___ SUPPLIED MATERIAL
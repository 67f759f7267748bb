#[cfg(test)]
mod cli_help_tests {
    use assert_cmd::prelude::*;
    use predicates::prelude::*;
    use std::process::Command;

    #[test]
    fn test_cli_help_output() {
        let mut cmd = Command::cargo_bin("m365").unwrap();

        let assert_result = cmd.arg("--help").assert().success();
        let output = assert_result.get_output();
        let help_output = String::from_utf8_lossy(&output.stdout);

        println!("CLI Help Output:\n{}", help_output);

        assert!(help_output.contains("Usage:"));
        assert!(help_output.contains("Options:"));
        assert!(help_output.contains("Commands:"));

        assert!(help_output.contains("flow"));
        assert!(help_output.contains("planner"));
        assert!(help_output.contains("auth"));
        assert!(help_output.contains("config"));
        assert!(help_output.contains("completions"));

        assert!(help_output.contains("-h, --help"));
        assert!(help_output.contains("-V, --version"));
        assert!(help_output.contains("--output"));
    }

    #[test]
    fn test_flow_owner_add_help() {
        let mut cmd = Command::cargo_bin("m365").unwrap();
        cmd.args(["flow", "owner", "add", "--help"])
            .assert()
            .success()
            .stdout(predicate::str::contains(
                "Assigns/updates permissions to a Power Automate flow",
            ))
            .stdout(predicate::str::contains("--environmentName"))
            .stdout(predicate::str::contains("--flowName"))
            .stdout(predicate::str::contains("--groupName"))
            .stdout(predicate::str::contains("--asAdmin"))
            .stdout(predicate::str::contains("CanView"))
            .stdout(predicate::str::contains("CanEdit"));
    }

    #[test]
    fn test_checklist_item_add_help() {
        let mut cmd = Command::cargo_bin("m365").unwrap();
        cmd.args(["planner", "task", "checklistitem", "add", "--help"])
            .assert()
            .success()
            .stdout(predicate::str::contains(
                "Adds a new checklist item to a Planner task",
            ))
            .stdout(predicate::str::contains("--taskId"))
            .stdout(predicate::str::contains("--title"))
            .stdout(predicate::str::contains("--isChecked"));
    }

    #[test]
    fn test_cli_subcommand_help_outputs() {
        let subcommands = vec!["flow", "planner", "auth", "config"];

        for subcommand in subcommands {
            let mut cmd = Command::cargo_bin("m365").unwrap();
            let assert_result = cmd.arg(subcommand).arg("--help").assert().success();
            let output = assert_result.get_output();
            let help_output = String::from_utf8_lossy(&output.stdout);

            assert!(help_output.contains("Usage:"));
            assert!(help_output.contains(subcommand));

            match subcommand {
                "flow" => assert!(help_output.contains("owner")),
                "planner" => assert!(help_output.contains("task")),
                "auth" => assert!(help_output.contains("token")),
                "config" => {
                    assert!(help_output.contains("get"));
                    assert!(help_output.contains("set"));
                }
                _ => {}
            }
        }
    }

    #[test]
    fn test_completions_are_generated() {
        let mut cmd = Command::cargo_bin("m365").unwrap();
        cmd.args(["completions", "bash"])
            .assert()
            .success()
            .stdout(predicate::str::contains("checklistitem"));
    }
}
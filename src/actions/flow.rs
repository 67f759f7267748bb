//! `flow owner add`: grants a user or group a role on a Power Automate flow.

use crate::auth::Resource;
use crate::commands::params::{
    PARAMETER_AS_ADMIN, PARAMETER_ENVIRONMENT_NAME, PARAMETER_FLOW_NAME, PARAMETER_GROUP_ID,
    PARAMETER_GROUP_NAME, PARAMETER_ROLE_NAME, PARAMETER_USER_ID, PARAMETER_USER_NAME,
};
use crate::configuration::Configuration;
use crate::error::CliError;
use crate::http_utils::{endpoint, ApiRequest, HttpClient, RequestGateway};
use crate::model::ModifyPermissionsRequest;
use crate::resolution_utils::{
    resolve_principal, GraphIdentityResolver, IdentityResolver, PrincipalOptions,
};
use crate::validation::{
    is_valid_user_principal_name, require_guid, require_one_of, validate, CommandOptions,
    OptionSet, Validator,
};
use clap::ArgMatches;
use tracing::{debug, info};
use url::Url;

pub const ALLOWED_ROLE_NAMES: [&str; 2] = ["CanView", "CanEdit"];

const FLOW_API_VERSION: &str = "2016-11-01";

pub const OPTION_SETS: [OptionSet; 1] = [OptionSet::new(&[
    PARAMETER_USER_ID,
    PARAMETER_USER_NAME,
    PARAMETER_GROUP_ID,
    PARAMETER_GROUP_NAME,
])];

pub const VALIDATORS: [Validator<FlowOwnerAddOptions>; 5] = [
    flow_name_is_guid,
    user_id_is_guid,
    user_name_is_upn,
    group_id_is_guid,
    role_name_is_allowed,
];

#[derive(Debug, Clone, Default, PartialEq, Eq)]
pub struct FlowOwnerAddOptions {
    pub environment_name: String,
    pub flow_name: String,
    pub principal: PrincipalOptions,
    pub role_name: String,
    pub as_admin: bool,
}

impl FlowOwnerAddOptions {
    pub fn from_matches(matches: &ArgMatches) -> Result<Self, CliError> {
        let required = |name: &str| -> Result<String, CliError> {
            matches
                .get_one::<String>(name)
                .cloned()
                .ok_or_else(|| CliError::MissingRequiredArgument(name.to_string()))
        };
        let optional = |name: &str| matches.get_one::<String>(name).cloned();

        Ok(FlowOwnerAddOptions {
            environment_name: required(PARAMETER_ENVIRONMENT_NAME)?,
            flow_name: required(PARAMETER_FLOW_NAME)?,
            principal: PrincipalOptions {
                user_id: optional(PARAMETER_USER_ID),
                user_name: optional(PARAMETER_USER_NAME),
                group_id: optional(PARAMETER_GROUP_ID),
                group_name: optional(PARAMETER_GROUP_NAME),
            },
            role_name: required(PARAMETER_ROLE_NAME)?,
            as_admin: matches.get_flag(PARAMETER_AS_ADMIN),
        })
    }
}

impl CommandOptions for FlowOwnerAddOptions {
    fn is_present(&self, option: &str) -> bool {
        match option {
            PARAMETER_USER_ID => self.principal.user_id.is_some(),
            PARAMETER_USER_NAME => self.principal.user_name.is_some(),
            PARAMETER_GROUP_ID => self.principal.group_id.is_some(),
            PARAMETER_GROUP_NAME => self.principal.group_name.is_some(),
            PARAMETER_AS_ADMIN => self.as_admin,
            PARAMETER_ENVIRONMENT_NAME | PARAMETER_FLOW_NAME | PARAMETER_ROLE_NAME => true,
            _ => false,
        }
    }
}

fn flow_name_is_guid(options: &FlowOwnerAddOptions) -> Result<(), String> {
    require_guid(&options.flow_name)
}

fn user_id_is_guid(options: &FlowOwnerAddOptions) -> Result<(), String> {
    options
        .principal
        .user_id
        .as_deref()
        .map_or(Ok(()), require_guid)
}

fn user_name_is_upn(options: &FlowOwnerAddOptions) -> Result<(), String> {
    match options.principal.user_name.as_deref() {
        Some(name) if !is_valid_user_principal_name(name) => {
            Err(format!("{} is not a valid userName.", name))
        }
        _ => Ok(()),
    }
}

fn group_id_is_guid(options: &FlowOwnerAddOptions) -> Result<(), String> {
    options
        .principal
        .group_id
        .as_deref()
        .map_or(Ok(()), require_guid)
}

fn role_name_is_allowed(options: &FlowOwnerAddOptions) -> Result<(), String> {
    require_one_of(&options.role_name, PARAMETER_ROLE_NAME, &ALLOWED_ROLE_NAMES)
}

/// `{azmgmt}providers/Microsoft.ProcessSimple/[scopes/admin/]environments/{env}/flows/{flow}/modifyPermissions`
pub fn modify_permissions_url(
    azmgmt_url: &Url,
    options: &FlowOwnerAddOptions,
) -> Result<Url, CliError> {
    let mut segments = vec!["providers", "Microsoft.ProcessSimple"];
    if options.as_admin {
        segments.extend(["scopes", "admin"]);
    }
    segments.extend([
        "environments",
        options.environment_name.as_str(),
        "flows",
        options.flow_name.as_str(),
        "modifyPermissions",
    ]);

    let mut url = endpoint(azmgmt_url, &segments)?;
    url.query_pairs_mut()
        .append_pair("api-version", FLOW_API_VERSION);
    Ok(url)
}

/// Validates the options, resolves the principal and posts the permission grant.
///
/// Nothing is printed on success.
pub async fn add_flow_owner(
    gateway: &dyn RequestGateway,
    resolver: &dyn IdentityResolver,
    azmgmt_url: &Url,
    options: &FlowOwnerAddOptions,
) -> Result<(), CliError> {
    validate(options, &OPTION_SETS, &VALIDATORS).map_err(CliError::ValidationError)?;

    info!(
        "Assigning permissions for {} with permissions {} to Power Automate flow {}",
        options.principal.display_value().unwrap_or_default(),
        options.role_name,
        options.flow_name
    );

    let principal = resolve_principal(&options.principal, resolver).await?;
    debug!("Resolved principal {} ({})", principal.id, principal.kind);

    let body = serde_json::to_value(ModifyPermissionsRequest::grant(
        principal,
        &options.role_name,
    ))?;
    let request = ApiRequest::post(
        Resource::AzureManagement,
        modify_permissions_url(azmgmt_url, options)?,
    )
    .header("accept", "application/json")
    .json(body);

    gateway.send(request).await?;
    Ok(())
}

pub async fn execute(matches: &ArgMatches, configuration: &Configuration) -> Result<(), CliError> {
    let options = FlowOwnerAddOptions::from_matches(matches)?;
    let client = HttpClient::from_configuration(configuration)?;
    let resolver = GraphIdentityResolver::new(&client, configuration.graph_url());

    add_flow_owner(&client, &resolver, configuration.azmgmt_url(), &options).await
}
______
Give the number of lines above in which the word "extend" occurs, with nothing else.

2